Gum-lung health link
‘Most chronic lung diseases are characterised by inflammation, with lots of mucus, which makes it hard to breathe,’ Dr Bertelsen states. ‘This inflammation is caused by Gram-negative bacteria.’ So named because they don’t take up a violet-coloured dye (from Danish microbiologist Hans Christian Gram). BRuSH is especially interested in those bacteria.
Periodontitis, more commonly called gum disease, is a common bacterial infection that involves severe inflammation in the gums and can even destroy the jawbone supporting the teeth. It is estimated that more than half of European adults suffer from some form of periodontitis, many without realising it. Some bacteria found in infected gum as well as heart tissue, such as Porphyromonas gingivalis and Streptococcus mutans, produce a compound known as lipid A. This comes in a range of chemical forms, one of which is especially potent at causing inflammation attributed to Gram-negative bacteria.
It is already known that patients with severe lung disease, such as COPD, often have severe gum disease too, but it is unclear which comes first. To resolve this, the BRuSH project will investigate by enrolling young patients with mild to moderate gum disease. Dentists will treat away bacteria from their mouth – the traditional treatment for periodontitis. Saliva and blood samples will be taken before and after the procedure.
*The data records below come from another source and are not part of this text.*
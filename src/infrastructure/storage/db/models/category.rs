use diesel::prelude::*;
use serde::{Deserialize, Serialize};

/// Default badge color for new categories.
pub const DEFAULT_CATEGORY_COLOR: &str = "#3b82f6";
/// Default icon name for new categories.
pub const DEFAULT_CATEGORY_ICON: &str = "Label";

#[derive(Queryable, Selectable, Debug, Clone, Serialize, Deserialize)]
#[diesel(table_name = crate::infrastructure::storage::db::schema::categories)]
#[diesel(check_for_backend(diesel::sqlite::Sqlite))]
pub struct DbCategory {
    pub id: i32,
    pub name: String,
    pub color: String,
    pub icon: String,
    pub created_at: i64,
}

#[derive(Insertable, Debug)]
#[diesel(table_name = crate::infrastructure::storage::db::schema::categories)]
pub struct NewCategory {
    pub name: String,
    pub color: String,
    pub icon: String,
    pub created_at: i64,
}

#[derive(AsChangeset, Debug)]
#[diesel(table_name = crate::infrastructure::storage::db::schema::categories)]
pub struct UpdateCategory {
    pub name: String,
    pub color: String,
    pub icon: String,
}

/// Many-to-many link between an entry and a category.
#[derive(Queryable, Insertable, Debug, Clone)]
#[diesel(table_name = crate::infrastructure::storage::db::schema::entry_categories)]
pub struct DbEntryCategory {
    pub entry_id: i32,
    pub category_id: i32,
}
//! Command/query surface consumed by the presentation shells.
//!
//! Thin request/response layer over the store: input shaping (page-size
//! clamping, defaulted category colors), a short-lived read cache, and a
//! data-changed notification on every mutating call. Store-level errors
//! never cross this boundary: each operation degrades to an
//! empty/false/None result and logs the failure. Decryption is the one
//! exception — its failure is the result the caller asked about.

use std::sync::{Arc, RwLock};
use std::time::Duration;

use log::{error, warn};

use crate::config::{Setting, SettingPatch, ThemeMode};
use crate::core::event_bus::{DataChangedEvent, EventBus, ThemeChangedEvent};
use crate::error::{AppError, Result};
use crate::infrastructure::clipboard::port::ClipboardPort;
use crate::infrastructure::storage::db::models::category::DbCategory;
use crate::infrastructure::storage::db::models::entry::{DbClipboardEntry, EntryWithCategories};
use crate::infrastructure::storage::{AddOptions, ClipboardStore};
use crate::services::history::cache::QueryCache;

const DEFAULT_PAGE_SIZE: i64 = 50;
const MAX_PAGE_SIZE: i64 = 500;
const CACHE_TTL: Duration = Duration::from_secs(5);

/// Request/response facade over the clipboard store.
///
/// Holds the store as an `Option` so shells issuing calls before
/// initialization completes get empty results instead of hard failures.
pub struct HistoryService {
    store: Option<Arc<ClipboardStore>>,
    clipboard: Arc<dyn ClipboardPort>,
    event_bus: Arc<EventBus>,
    settings: Arc<RwLock<Setting>>,
    cache: QueryCache,
}

impl HistoryService {
    pub fn new(
        store: Option<Arc<ClipboardStore>>,
        clipboard: Arc<dyn ClipboardPort>,
        event_bus: Arc<EventBus>,
        settings: Arc<RwLock<Setting>>,
    ) -> Self {
        Self {
            store,
            clipboard,
            event_bus,
            settings,
            cache: QueryCache::new(CACHE_TTL),
        }
    }

    fn store(&self) -> Option<&Arc<ClipboardStore>> {
        if self.store.is_none() {
            warn!("History store not initialized; degrading to empty result");
        }
        self.store.as_ref()
    }

    fn notify_data_changed(&self) {
        self.cache.invalidate();
        self.event_bus.publish(DataChangedEvent::now());
    }

    // ========== Entry commands ==========

    /// Add a clipboard snapshot; returns the entry id, or `None` on failure.
    pub async fn add_entry(&self, content: &str, opts: AddOptions) -> Option<i32> {
        let store = self.store()?;
        match store.add_entry(content, opts).await {
            Ok(id) => {
                self.notify_data_changed();
                Some(id)
            }
            Err(e) => {
                error!("Failed to add clipboard entry: {}", e);
                None
            }
        }
    }

    pub async fn delete_entry(&self, id: i32) -> bool {
        let Some(store) = self.store() else {
            return false;
        };
        match store.delete(id).await {
            Ok(()) => {
                self.notify_data_changed();
                true
            }
            Err(e) => {
                error!("Failed to delete entry {}: {}", id, e);
                false
            }
        }
    }

    pub async fn clear_all_entries(&self) -> bool {
        let Some(store) = self.store() else {
            return false;
        };
        match store.clear_all().await {
            Ok(_) => {
                self.notify_data_changed();
                true
            }
            Err(e) => {
                error!("Failed to clear clipboard history: {}", e);
                false
            }
        }
    }

    /// Flip an entry's favorite flag; returns the new state.
    pub async fn toggle_favorite(&self, id: i32) -> bool {
        let Some(store) = self.store() else {
            return false;
        };
        match store.toggle_favorite(id).await {
            Ok(new_state) => {
                self.notify_data_changed();
                new_state
            }
            Err(e) => {
                error!("Failed to toggle favorite on entry {}: {}", id, e);
                false
            }
        }
    }

    /// Set or clear an entry's custom name.
    pub async fn rename_entry(&self, id: i32, name: Option<&str>) -> bool {
        let Some(store) = self.store() else {
            return false;
        };
        match store.rename(id, name).await {
            Ok(()) => {
                self.notify_data_changed();
                true
            }
            Err(e) => {
                error!("Failed to rename entry {}: {}", id, e);
                false
            }
        }
    }

    /// Copy an entry's stored content back onto the OS clipboard.
    ///
    /// Encrypted entries are copied as stored; decryption is an explicit,
    /// separate request.
    pub async fn copy_entry(&self, id: i32) -> bool {
        let Some(entry) = self.get_entry(id).await else {
            return false;
        };
        match self.clipboard.write_text(&entry.content).await {
            Ok(()) => true,
            Err(e) => {
                error!("Failed to copy entry {} to clipboard: {}", id, e);
                false
            }
        }
    }

    /// Decrypt an encrypted entry, trying the master password second.
    ///
    /// Returns a structured error on a wrong password rather than degrading:
    /// the caller needs to distinguish failure from empty content.
    pub async fn decrypt_entry(
        &self,
        id: i32,
        password: &str,
        master_password: Option<&str>,
    ) -> Result<String> {
        let store = self
            .store()
            .ok_or_else(|| AppError::storage("History store not initialized"))?;
        store.decrypt_entry(id, password, master_password).await
    }

    // ========== Entry queries ==========

    pub async fn get_entry(&self, id: i32) -> Option<DbClipboardEntry> {
        let store = self.store()?;
        match store.get_by_id(id).await {
            Ok(entry) => entry,
            Err(e) => {
                error!("Failed to get entry {}: {}", id, e);
                None
            }
        }
    }

    pub async fn get_all_entries(&self) -> Vec<DbClipboardEntry> {
        let Some(store) = self.store() else {
            return Vec::new();
        };
        match store.get_all().await {
            Ok(entries) => entries,
            Err(e) => {
                error!("Failed to get entries: {}", e);
                Vec::new()
            }
        }
    }

    /// Most recent entries; the requested page size is clamped.
    pub async fn get_recent_entries(&self, limit: Option<i64>) -> Vec<DbClipboardEntry> {
        let Some(store) = self.store() else {
            return Vec::new();
        };
        let limit = limit.unwrap_or(DEFAULT_PAGE_SIZE).clamp(1, MAX_PAGE_SIZE);
        match store.get_recent(limit).await {
            Ok(entries) => entries,
            Err(e) => {
                error!("Failed to get recent entries: {}", e);
                Vec::new()
            }
        }
    }

    /// Case-insensitive substring search over content and custom names.
    pub async fn search_entries(&self, query: &str) -> Vec<DbClipboardEntry> {
        let Some(store) = self.store() else {
            return Vec::new();
        };
        match store.search(query).await {
            Ok(entries) => entries,
            Err(e) => {
                error!("Failed to search entries: {}", e);
                Vec::new()
            }
        }
    }

    /// Entries last seen within `[start, end]` (epoch ms, inclusive).
    pub async fn get_entries_by_date_range(&self, start: i64, end: i64) -> Vec<DbClipboardEntry> {
        let Some(store) = self.store() else {
            return Vec::new();
        };
        match store.get_by_date_range(start, end).await {
            Ok(entries) => entries,
            Err(e) => {
                error!("Failed to get entries by date range: {}", e);
                Vec::new()
            }
        }
    }

    pub async fn get_count(&self) -> i64 {
        let Some(store) = self.store() else {
            return 0;
        };
        match store.count().await {
            Ok(count) => count,
            Err(e) => {
                error!("Failed to get entry count: {}", e);
                0
            }
        }
    }

    /// All entries with their categories, served from the read cache when
    /// fresh.
    pub async fn get_entries_with_categories(&self) -> Vec<EntryWithCategories> {
        if let Some(cached) = self.cache.get() {
            return cached;
        }
        let Some(store) = self.store() else {
            return Vec::new();
        };
        match store.get_entries_with_categories().await {
            Ok(entries) => {
                self.cache.put(entries.clone());
                entries
            }
            Err(e) => {
                error!("Failed to get entries with categories: {}", e);
                Vec::new()
            }
        }
    }

    // ========== Categories ==========

    /// Create a category; omitted color/icon fall back to defaults.
    pub async fn create_category(
        &self,
        name: &str,
        color: Option<&str>,
        icon: Option<&str>,
    ) -> Option<i32> {
        let store = self.store()?;
        match store.create_category(name, color, icon).await {
            Ok(id) => {
                self.notify_data_changed();
                Some(id)
            }
            Err(e) => {
                error!("Failed to create category: {}", e);
                None
            }
        }
    }

    pub async fn get_categories(&self) -> Vec<DbCategory> {
        let Some(store) = self.store() else {
            return Vec::new();
        };
        match store.get_categories().await {
            Ok(categories) => categories,
            Err(e) => {
                error!("Failed to get categories: {}", e);
                Vec::new()
            }
        }
    }

    pub async fn update_category(&self, id: i32, name: &str, color: &str, icon: &str) -> bool {
        let Some(store) = self.store() else {
            return false;
        };
        match store.update_category(id, name, color, icon).await {
            Ok(()) => {
                self.notify_data_changed();
                true
            }
            Err(e) => {
                error!("Failed to update category {}: {}", id, e);
                false
            }
        }
    }

    /// Delete a category; its entry links go with it, the entries stay.
    pub async fn delete_category(&self, id: i32) -> bool {
        let Some(store) = self.store() else {
            return false;
        };
        match store.delete_category(id).await {
            Ok(()) => {
                self.notify_data_changed();
                true
            }
            Err(e) => {
                error!("Failed to delete category {}: {}", id, e);
                false
            }
        }
    }

    pub async fn assign_category(&self, entry_id: i32, category_id: i32) -> bool {
        let Some(store) = self.store() else {
            return false;
        };
        match store.assign_category(entry_id, category_id).await {
            Ok(()) => {
                self.notify_data_changed();
                true
            }
            Err(e) => {
                error!(
                    "Failed to assign category {} to entry {}: {}",
                    category_id, entry_id, e
                );
                false
            }
        }
    }

    pub async fn unassign_category(&self, entry_id: i32, category_id: i32) -> bool {
        let Some(store) = self.store() else {
            return false;
        };
        match store.unassign_category(entry_id, category_id).await {
            Ok(()) => {
                self.notify_data_changed();
                true
            }
            Err(e) => {
                error!(
                    "Failed to unassign category {} from entry {}: {}",
                    category_id, entry_id, e
                );
                false
            }
        }
    }

    pub async fn get_entry_categories(&self, entry_id: i32) -> Vec<DbCategory> {
        let Some(store) = self.store() else {
            return Vec::new();
        };
        match store.get_categories_for_entry(entry_id).await {
            Ok(categories) => categories,
            Err(e) => {
                error!("Failed to get categories for entry {}: {}", entry_id, e);
                Vec::new()
            }
        }
    }

    pub async fn get_entries_by_category(&self, category_id: i32) -> Vec<DbClipboardEntry> {
        let Some(store) = self.store() else {
            return Vec::new();
        };
        match store.get_entries_for_category(category_id).await {
            Ok(entries) => entries,
            Err(e) => {
                error!("Failed to get entries for category {}: {}", category_id, e);
                Vec::new()
            }
        }
    }

    // ========== Settings / theme ==========

    pub fn get_settings(&self) -> Setting {
        self.settings.read().unwrap().clone()
    }

    /// Apply a settings patch (values clamped into range) and persist it.
    pub fn update_settings(&self, patch: SettingPatch) -> bool {
        let updated = {
            let mut settings = self.settings.write().unwrap();
            settings.apply(patch);
            settings.clone()
        };
        if let Err(e) = updated.save(None) {
            error!("Failed to persist settings: {}", e);
            return false;
        }
        true
    }

    pub fn get_theme_mode(&self) -> ThemeMode {
        self.settings.read().unwrap().theme_mode
    }

    /// Switch the theme, persist it, and notify every shell.
    pub fn set_theme_mode(&self, mode: ThemeMode) -> bool {
        let updated = {
            let mut settings = self.settings.write().unwrap();
            settings.theme_mode = mode;
            settings.clone()
        };
        if let Err(e) = updated.save(None) {
            error!("Failed to persist theme mode: {}", e);
            return false;
        }
        self.event_bus.publish(ThemeChangedEvent { mode });
        true
    }
}
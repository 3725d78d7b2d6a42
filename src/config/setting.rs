use super::utils::get_setting_path;
use anyhow::{Context, Result};
use serde::{Deserialize, Serialize};
use std::fs;
use std::path::PathBuf;
use std::time::Duration;

/// Allowed range for the clipboard poll interval (ms).
pub const CHECK_INTERVAL_RANGE: (u64, u64) = (1_000, 60_000);
/// Allowed range for the debounce floor between accepted checks (ms).
pub const MIN_CHECK_DELAY_RANGE: (u64, u64) = (100, 5_000);
/// Allowed range for the retention ceiling.
pub const MAX_ENTRIES_RANGE: (u32, u32) = (100, 10_000);

#[derive(Debug, Clone, Copy, PartialEq, Eq, Serialize, Deserialize)]
pub enum ThemeMode {
    #[serde(rename = "light")]
    Light,
    #[serde(rename = "dark")]
    Dark,
    #[serde(rename = "system")]
    System,
}

fn default_theme_mode() -> ThemeMode {
    ThemeMode::Light
}

fn default_check_interval() -> u64 {
    2_000
}

fn default_min_check_delay() -> u64 {
    500
}

fn default_max_entries() -> u32 {
    1_000
}

/// Process-wide configuration, persisted as a small JSON file.
///
/// Unknown keys in the file are ignored and missing keys fall back to the
/// defaults, so older settings files keep loading after upgrades.
#[derive(Debug, Clone, Serialize, Deserialize)]
#[serde(rename_all = "camelCase")]
pub struct Setting {
    #[serde(default = "default_theme_mode")]
    pub theme_mode: ThemeMode,
    /// Poll interval for the clipboard monitor (ms)
    #[serde(default = "default_check_interval")]
    pub clipboard_check_interval: u64,
    /// Minimum elapsed time between two accepted checks (ms)
    #[serde(default = "default_min_check_delay")]
    pub min_check_delay: u64,
    /// Retention ceiling; oldest non-favorite entries are evicted above it
    #[serde(default = "default_max_entries")]
    pub max_entries: u32,
}

impl Default for Setting {
    fn default() -> Self {
        Self {
            theme_mode: default_theme_mode(),
            clipboard_check_interval: default_check_interval(),
            min_check_delay: default_min_check_delay(),
            max_entries: default_max_entries(),
        }
    }
}

/// Partial settings update; `None` fields keep their previous value.
#[derive(Debug, Clone, Default, Serialize, Deserialize)]
#[serde(rename_all = "camelCase")]
pub struct SettingPatch {
    pub theme_mode: Option<ThemeMode>,
    pub clipboard_check_interval: Option<u64>,
    pub min_check_delay: Option<u64>,
    pub max_entries: Option<u32>,
}

impl Setting {
    /// Load settings from disk.
    ///
    /// Reads the given path, or the default settings path when `None`.
    /// A missing file produces (and persists) the defaults; out-of-range
    /// values are clamped into their allowed range.
    pub fn load(setting_path: Option<PathBuf>) -> Result<Self> {
        let path = if let Some(path) = setting_path {
            path
        } else {
            get_setting_path()?
        };

        if let Ok(setting_str) = fs::read_to_string(&path) {
            let mut setting: Setting =
                serde_json::from_str(&setting_str).with_context(|| "Failed to parse settings file")?;
            setting.clamp_ranges();
            Ok(setting)
        } else {
            let default_setting = Setting::default();
            default_setting.save(Some(path))?;
            Ok(default_setting)
        }
    }

    /// Save settings to disk.
    ///
    /// Writes to the given path, or the default settings path when `None`.
    pub fn save(&self, setting_path: Option<PathBuf>) -> Result<()> {
        let path = if let Some(path) = setting_path {
            path
        } else {
            get_setting_path()?
        };

        if let Some(parent) = path.parent() {
            fs::create_dir_all(parent)?;
        }

        let setting_str = serde_json::to_string_pretty(self)?;
        fs::write(&path, setting_str)
            .with_context(|| format!("Failed to write settings file: {:?}", path))?;

        Ok(())
    }

    /// Apply a partial update, clamping numeric values into range.
    pub fn apply(&mut self, patch: SettingPatch) {
        if let Some(theme_mode) = patch.theme_mode {
            self.theme_mode = theme_mode;
        }
        if let Some(interval) = patch.clipboard_check_interval {
            self.clipboard_check_interval =
                interval.clamp(CHECK_INTERVAL_RANGE.0, CHECK_INTERVAL_RANGE.1);
        }
        if let Some(delay) = patch.min_check_delay {
            self.min_check_delay = delay.clamp(MIN_CHECK_DELAY_RANGE.0, MIN_CHECK_DELAY_RANGE.1);
        }
        if let Some(max) = patch.max_entries {
            self.max_entries = max.clamp(MAX_ENTRIES_RANGE.0, MAX_ENTRIES_RANGE.1);
        }
    }

    /// Poll interval as a `Duration`.
    pub fn check_interval(&self) -> Duration {
        Duration::from_millis(self.clipboard_check_interval)
    }

    /// Debounce floor as a `Duration`.
    pub fn min_delay(&self) -> Duration {
        Duration::from_millis(self.min_check_delay)
    }

    fn clamp_ranges(&mut self) {
        self.clipboard_check_interval = self
            .clipboard_check_interval
            .clamp(CHECK_INTERVAL_RANGE.0, CHECK_INTERVAL_RANGE.1);
        self.min_check_delay = self
            .min_check_delay
            .clamp(MIN_CHECK_DELAY_RANGE.0, MIN_CHECK_DELAY_RANGE.1);
        self.max_entries = self
            .max_entries
            .clamp(MAX_ENTRIES_RANGE.0, MAX_ENTRIES_RANGE.1);
    }
}
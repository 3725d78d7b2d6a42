use crate::infrastructure::storage::db::models::category::{
    DbCategory, DbEntryCategory, NewCategory, UpdateCategory,
};
use crate::infrastructure::storage::db::models::entry::DbClipboardEntry;
use crate::infrastructure::storage::db::schema::{categories, clipboard_entries, entry_categories};
use anyhow::{Context, Result};
use diesel::prelude::*;
use diesel::sqlite::SqliteConnection;

/// Insert a category and return its generated id.
pub fn insert_category(conn: &mut SqliteConnection, category: &NewCategory) -> Result<i32> {
    let id = diesel::insert_into(categories::table)
        .values(category)
        .returning(categories::id)
        .get_result(conn)
        .context("Failed to insert category")?;
    Ok(id)
}

/// All categories, ordered by name.
pub fn get_all_categories(conn: &mut SqliteConnection) -> Result<Vec<DbCategory>> {
    let result = categories::table
        .order(categories::name.asc())
        .select(DbCategory::as_select())
        .load(conn)
        .context("Failed to query categories")?;
    Ok(result)
}

/// Query a single category by id.
pub fn get_category_by_id(conn: &mut SqliteConnection, id: i32) -> Result<Option<DbCategory>> {
    let category = categories::table
        .find(id)
        .select(DbCategory::as_select())
        .first(conn)
        .optional()
        .context("Failed to get category by id")?;
    Ok(category)
}

/// Update a category's name, color and icon.
pub fn update_category(
    conn: &mut SqliteConnection,
    id: i32,
    update: &UpdateCategory,
) -> Result<usize> {
    let count = diesel::update(categories::table.find(id))
        .set(update)
        .execute(conn)
        .context("Failed to update category")?;
    Ok(count)
}

/// Delete a category; its entry links cascade away with it.
pub fn delete_category(conn: &mut SqliteConnection, id: i32) -> Result<usize> {
    let count = diesel::delete(categories::table.find(id))
        .execute(conn)
        .context("Failed to delete category")?;
    Ok(count)
}

/// Link an entry to a category. Idempotent: an existing link is kept as-is.
pub fn assign_category(conn: &mut SqliteConnection, entry_id: i32, category_id: i32) -> Result<()> {
    diesel::insert_into(entry_categories::table)
        .values(&DbEntryCategory {
            entry_id,
            category_id,
        })
        .on_conflict_do_nothing()
        .execute(conn)
        .context("Failed to assign category to entry")?;
    Ok(())
}

/// Remove the link between an entry and a category.
pub fn unassign_category(
    conn: &mut SqliteConnection,
    entry_id: i32,
    category_id: i32,
) -> Result<usize> {
    let count = diesel::delete(
        entry_categories::table
            .filter(entry_categories::entry_id.eq(entry_id))
            .filter(entry_categories::category_id.eq(category_id)),
    )
    .execute(conn)
    .context("Failed to unassign category from entry")?;
    Ok(count)
}

/// Categories assigned to one entry.
pub fn get_categories_for_entry(
    conn: &mut SqliteConnection,
    entry_id: i32,
) -> Result<Vec<DbCategory>> {
    let result = entry_categories::table
        .inner_join(categories::table)
        .filter(entry_categories::entry_id.eq(entry_id))
        .select(DbCategory::as_select())
        .load(conn)
        .context("Failed to query categories for entry")?;
    Ok(result)
}

/// Entries linked to one category, newest first.
pub fn get_entries_for_category(
    conn: &mut SqliteConnection,
    category_id: i32,
) -> Result<Vec<DbClipboardEntry>> {
    let result = entry_categories::table
        .inner_join(clipboard_entries::table)
        .filter(entry_categories::category_id.eq(category_id))
        .order(clipboard_entries::timestamp.desc())
        .select(DbClipboardEntry::as_select())
        .load(conn)
        .context("Failed to query entries for category")?;
    Ok(result)
}

/// All (entry_id, category) pairs, for building the entries-with-categories view.
pub fn get_entry_category_pairs(conn: &mut SqliteConnection) -> Result<Vec<(i32, DbCategory)>> {
    let result = entry_categories::table
        .inner_join(categories::table)
        .select((entry_categories::entry_id, DbCategory::as_select()))
        .load(conn)
        .context("Failed to query entry/category pairs")?;
    Ok(result)
}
‘We want to see if removing the bacteria in a relatively young population, before they have any respiratory diseases, actually improves lung function,’ said Dr Bertelsen. If removing the bacteria leads to better lung health, this will demonstrate that oral hygiene is far more important for lung health than previously thought. This would underline just how important tooth brushing, flossing between teeth, and dental visits are in young adults for their future lung health.
‘In Norway, healthcare is free, but going to the dentist is very expensive,’ said Dr Bertelsen, ‘and young adults in their 20s might not go for check-ups unless something is wrong.’ She worries that the consequences may be a build-up of bacteria that secrete toxins that are detrimental to their lung health over time and may promote lung diseases.
Will saliva tests replace blood tests?
Don’t take your saliva for granted. It says a lot about your health. As indicated, bacteria present in saliva might one day inform researchers about the future lung health, but also other diseases too. And although it is routine to take blood samples from patients, doctors in future may learn about their patient’s health simply by taking a mouth swab. The idea is for the saliva to be tested there and then, without the need for sophisticated and expensive lab tests.
‘There is an urgent need for very sensitive and simple sensors that could be used in the dentist or a doctor’s office or even a patient’s home,’ said Professor Bojan Petrovic, dental scientist at the University of Novi Sad in Serbia. This would allow more people to be tested and diagnosed, easier and faster, and thereby receive any appropriate treatment earlier. Petrovic is involved in a research project (SALSETH) that seeks to use tiny amounts of saliva, with just a few reagents, to run fast and inexpensive tests using advances in microfluidics – the precise control of miniscule amounts of fluids in microchannels.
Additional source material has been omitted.